WHAT YOU NEED TO DO: Your task is to return the data below, word for word.

SUPPLIED ENTRIES:
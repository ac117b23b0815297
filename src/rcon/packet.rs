use crate::errors::RconProtocolError;
use bytes::{Buf, BufMut, Bytes, BytesMut};
use std::mem::size_of;

/// Bytes following the length field in a packet with an empty body:
/// request id, type and the two terminating null bytes.
pub(super) const EMPTY_REMAINING_LEN: usize = size_of::<i32>() * 2 + 2;

#[derive(Debug, Clone, Copy, PartialEq, Eq)]
pub(super) enum RconPacketType {
    ResponseValue,
    /// Also the type of the server's reply to [`RconPacketType::Login`].
    ExecCommand,
    Login,
}

impl From<RconPacketType> for i32 {
    fn from(packet_type: RconPacketType) -> Self {
        match packet_type {
            RconPacketType::ResponseValue => 0,
            RconPacketType::ExecCommand => 2,
            RconPacketType::Login => 3,
        }
    }
}

impl TryFrom<i32> for RconPacketType {
    type Error = RconProtocolError;

    fn try_from(value: i32) -> Result<Self, Self::Error> {
        match value {
            0 => Ok(RconPacketType::ResponseValue),
            2 => Ok(RconPacketType::ExecCommand),
            3 => Ok(RconPacketType::Login),
            _ => Err(RconProtocolError::InvalidPacketType),
        }
    }
}

#[derive(Debug)]
pub(super) struct RconPacket {
    pub request_id: i32,
    pub packet_type: RconPacketType,
    /// Raw body. May end partway through a UTF-8 sequence when a response
    /// spans several packets.
    pub payload: Bytes,
}

impl RconPacket {
    pub fn new(request_id: i32, packet_type: RconPacketType, payload: impl Into<Bytes>) -> Self {
        let payload = payload.into();

        Self {
            request_id,
            packet_type,
            payload,
        }
    }

    pub fn bytes(self) -> Bytes {
        Bytes::from(self)
    }
}

impl TryFrom<Bytes> for RconPacket {
    type Error = RconProtocolError;

    fn try_from(mut bytes: Bytes) -> Result<Self, Self::Error> {
        if bytes.len() < size_of::<i32>() + EMPTY_REMAINING_LEN {
            return Err(RconProtocolError::InvalidRconResponse);
        }

        // length of remaining packet (not including this integer)
        let len = bytes.get_i32_le();
        if usize::try_from(len).ok() != Some(bytes.remaining()) {
            return Err(RconProtocolError::InvalidRconResponse);
        }

        let request_id = bytes.get_i32_le();
        let packet_type = bytes.get_i32_le();

        let body = bytes.split_to(bytes.remaining() - 2);
        if bytes[..] != [0u8, 0] {
            return Err(RconProtocolError::InvalidRconResponse);
        }

        Ok(Self::new(request_id, packet_type.try_into()?, body))
    }
}

impl From<RconPacket> for Bytes {
    fn from(packet: RconPacket) -> Self {
        let len = get_remaining_length(&packet.payload);
        let packet_type: i32 = packet.packet_type.into();

        let mut bytes = BytesMut::with_capacity(size_of::<i32>() + len as usize);

        bytes.put_i32_le(len);
        bytes.put_i32_le(packet.request_id);
        bytes.put_i32_le(packet_type);
        bytes.put(packet.payload);
        bytes.put_u16(0x00_00);

        bytes.freeze()
    }
}

/// Get the *remaining length* of the packet given its payload.
///
/// Remaining length here refers to the length of the packet in bytes excluding
/// the first four bytes which communicate this value: two [i32]s (request ID
/// and type), the payload, and **TWO** 0 bytes.
fn get_remaining_length(payload: &[u8]) -> i32 {
    (payload.len() + EMPTY_REMAINING_LEN) as i32
}

#[cfg(test)]
mod tests {
    use super::*;

    #[test]
    fn login_packet_layout() {
        let bytes = RconPacket::new(7, RconPacketType::Login, "pw").bytes();

        assert_eq!(
            bytes.as_ref(),
            b"\x0c\x00\x00\x00\x07\x00\x00\x00\x03\x00\x00\x00pw\x00\x00"
        );
    }

    #[test]
    fn decode_command_response() {
        let raw = Bytes::from_static(b"\x0c\x00\x00\x00\x07\x00\x00\x00\x00\x00\x00\x00ok\x00\x00");
        let packet = RconPacket::try_from(raw).unwrap();

        assert_eq!(packet.request_id, 7);
        assert_eq!(packet.packet_type, RconPacketType::ResponseValue);
        assert_eq!(packet.payload.as_ref(), b"ok");
    }

    #[test]
    fn decode_keeps_partial_utf8_sequence() {
        // first byte of the two byte section sign, as at the end of a full fragment
        let body = Bytes::from_static(b"xx\xc2");
        let encoded = RconPacket::new(1, RconPacketType::ResponseValue, body.clone()).bytes();
        let packet = RconPacket::try_from(encoded).unwrap();

        assert_eq!(packet.payload, body);
    }

    #[test]
    fn decode_rejects_missing_padding() {
        let raw = Bytes::from_static(b"\x0c\x00\x00\x00\x07\x00\x00\x00\x00\x00\x00\x00okok");

        assert!(matches!(
            RconPacket::try_from(raw),
            Err(RconProtocolError::InvalidRconResponse)
        ));
    }

    #[test]
    fn decode_rejects_length_mismatch() {
        let raw = Bytes::from_static(b"\x0d\x00\x00\x00\x07\x00\x00\x00\x00\x00\x00\x00ok\x00\x00");

        assert!(matches!(
            RconPacket::try_from(raw),
            Err(RconProtocolError::InvalidRconResponse)
        ));
    }

    #[test]
    fn decode_rejects_unknown_type() {
        let raw = Bytes::from_static(b"\x0a\x00\x00\x00\x07\x00\x00\x00\x05\x00\x00\x00\x00\x00");

        assert!(matches!(
            RconPacket::try_from(raw),
            Err(RconProtocolError::InvalidPacketType)
        ));
    }

    #[test]
    fn decode_rejects_truncated_packet() {
        let raw = Bytes::from_static(b"\x0a\x00\x00\x00\x07\x00");

        assert!(RconPacket::try_from(raw).is_err());
    }
}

RESPONSE TO THIS EXERCISE:
repository ac117b23b0815297
filename src/rcon/packet.rs
use crate::errors::RconProtocolError;
use bytes::{Buf, BufMut, Bytes, BytesMut};
use std::mem::size_of;

/// Bytes following the length field in a packet with an empty body:
/// request id, type and the two terminating null bytes.
pub(super) const EMPTY_REMAINING_LEN: usize = size_of::<i32>() * 2 + 2;

#[derive(Debug, Clone, Copy, PartialEq, Eq)]
pub(super) enum RconPacketType {
    ResponseValue,
    /// Also the type of the server's reply to [`RconPacketType::Login`].
    ExecCommand,
    Login,
}

impl From<RconPacketType> for i32 {
    fn from(packet_type: RconPacketType) -> Self {
        match packet_type {
            RconPacketType::ResponseValue => 0,
            RconPacketType::ExecCommand => 2,
            RconPacketType::Login => 3,
        }
    }
}

impl TryFrom<i32> for RconPacketType {
    type Error = RconProtocolError;

    fn try_from(value: i32) -> Result<Self, Self::Error> {
        match value {
            0 => Ok(RconPacketType::ResponseValue),
            2 => Ok(RconPacketType::ExecCommand),
            3 => Ok(RconPacketType::Login),
            _ => Err(RconProtocolError::InvalidPacketType),
        }
    }
}

#[derive(Debug)]
pub(super) struct RconPacket {
    pub request_id: i32,
    pub packet_type: RconPacketType,
    /// Raw body. May end partway through a UTF-8 sequence when a response
    /// spans several packets.
    pub payload: Bytes,
}

impl RconPacket {
    pub fn new(request_id: i32, packet_type: RconPacketType, payload: impl Into<Bytes>) -> Self {
        let payload = payload.into();

        Self {
            request_id,
            packet_type,
            payload,
        }
    }

    pub fn bytes(self) -> Bytes {
        Bytes::from(self)
    }
}

impl TryFrom<Bytes> for RconPacket {
    type Error = RconProtocolError;

    fn try_from(mut bytes: Bytes) -> Result<Self, Self::Error> {
        if bytes.len() < size_of::<i32>() + EMPTY_REMAINING_LEN {
            return Err(RconProtocolError::InvalidRconResponse);
        }

        // length of remaining packet (not including this integer)
        let len = bytes.get_i32_le();
        if usize::try_from(len).ok() != Some(bytes.remaining()) {
            return Err(RconProtocolError::InvalidRconResponse);
        }

        let request_id = bytes.get_i32_le();
        let packet_type = bytes.get_i32_le();

        let body = bytes.split_to(bytes.remaining() - 2);
        if bytes[..] != [0u8, 0] {
            return Err(RconProtocolError::InvalidRconResponse);
        }

        Ok(Self::new(request_id, packet_type.try_into()?, body))
    }
}

impl From<RconPacket> for Bytes {
    fn from(packet: RconPacket) -> Self {
        let len = get_remaining_length(&packet.payload);
        let packet_type: i32 = packet.packet_type.into();

        let mut bytes = BytesMut::with_capacity(size_of::<i32>() + len as usize);

        bytes.put_i32_le(len);
        bytes.put_i32_le(packet.request_id);
        bytes.put_i32_le(packet_type);
        bytes.put(packet.payload);
        bytes.put_u16(0x00_00);

        bytes.freeze()
    }
}

/// Get the *remaining length* of the packet given its payload.
///
/// Remaining length here refers to the length of the packet in bytes excluding
/// the first four bytes which communicate this value: two [i32]s (request ID
/// and type), the payload, and **TWO** 0 bytes.
fn get_remaining_length(payload: &[u8]) -> i32 {
    (payload.len() + EMPTY_REMAINING_LEN) as i32
}

#[cfg(test)]
mod tests {
    use super::*;

    #[test]
    fn login_packet_layout() {
        let bytes = RconPacket::new(7, RconPacketType::Login, "pw").bytes();

        assert_eq!(
            bytes.as_ref(),
            b"\x0c\x00\x00\x00\x07\x00\x00\x00\x03\x00\x00\x00pw\x00\x00"
        );
    }

    #[test]
    fn decode_command_response() {
        let raw = Bytes::from_static(b"\x0c\x00\x00\x00\x07\x00\x00\x00\x00\x00\x00\x00ok\x00\x00");
        let packet = RconPacket::try_from(raw).unwrap();

        assert_eq!(packet.request_id, 7);
        assert_eq!(packet.packet_type, RconPacketType::ResponseValue);
        assert_eq!(packet.payload.as_ref(), b"ok");
    }

    #[test]
    fn decode_keeps_partial_utf8_sequence() {
        // first byte of the two byte section sign, as at the end of a full fragment
        let body = Bytes::from_static(b"xx\xc2");
        let encoded = RconPacket::new(1, RconPacketType::ResponseValue, body.clone()).bytes();
        let packet = RconPacket::try_from(encoded).unwrap();

        assert_eq!(packet.payload, body);
    }

    #[test]
    fn decode_rejects_missing_padding() {
        let raw = Bytes::from_static(b"\x0c\x00\x00\x00\x07\x00\x00\x00\x00\x00\x00\x00okok");

        assert!(matches!(
            RconPacket::try_from(raw),
            Err(RconProtocolError::InvalidRconResponse)
        ));
    }

    #[test]
    fn decode_rejects_length_mismatch() {
        let raw = Bytes::from_static(b"\x0d\x00\x00\x00\x07\x00\x00\x00\x00\x00\x00\x00ok\x00\x00");

        assert!(matches!(
            RconPacket::try_from(raw),
            Err(RconProtocolError::InvalidRconResponse)
        ));
    }

    #[test]
    fn decode_rejects_unknown_type() {
        let raw = Bytes::from_static(b"\x0a\x00\x00\x00\x07\x00\x00\x00\x05\x00\x00\x00\x00\x00");

        assert!(matches!(
            RconPacket::try_from(raw),
            Err(RconProtocolError::InvalidPacketType)
        ));
    }

    #[test]
    fn decode_rejects_truncated_packet() {
        let raw = Bytes::from_static(b"\x0a\x00\x00\x00\x07\x00");

        assert!(RconPacket::try_from(raw).is_err());
    }
}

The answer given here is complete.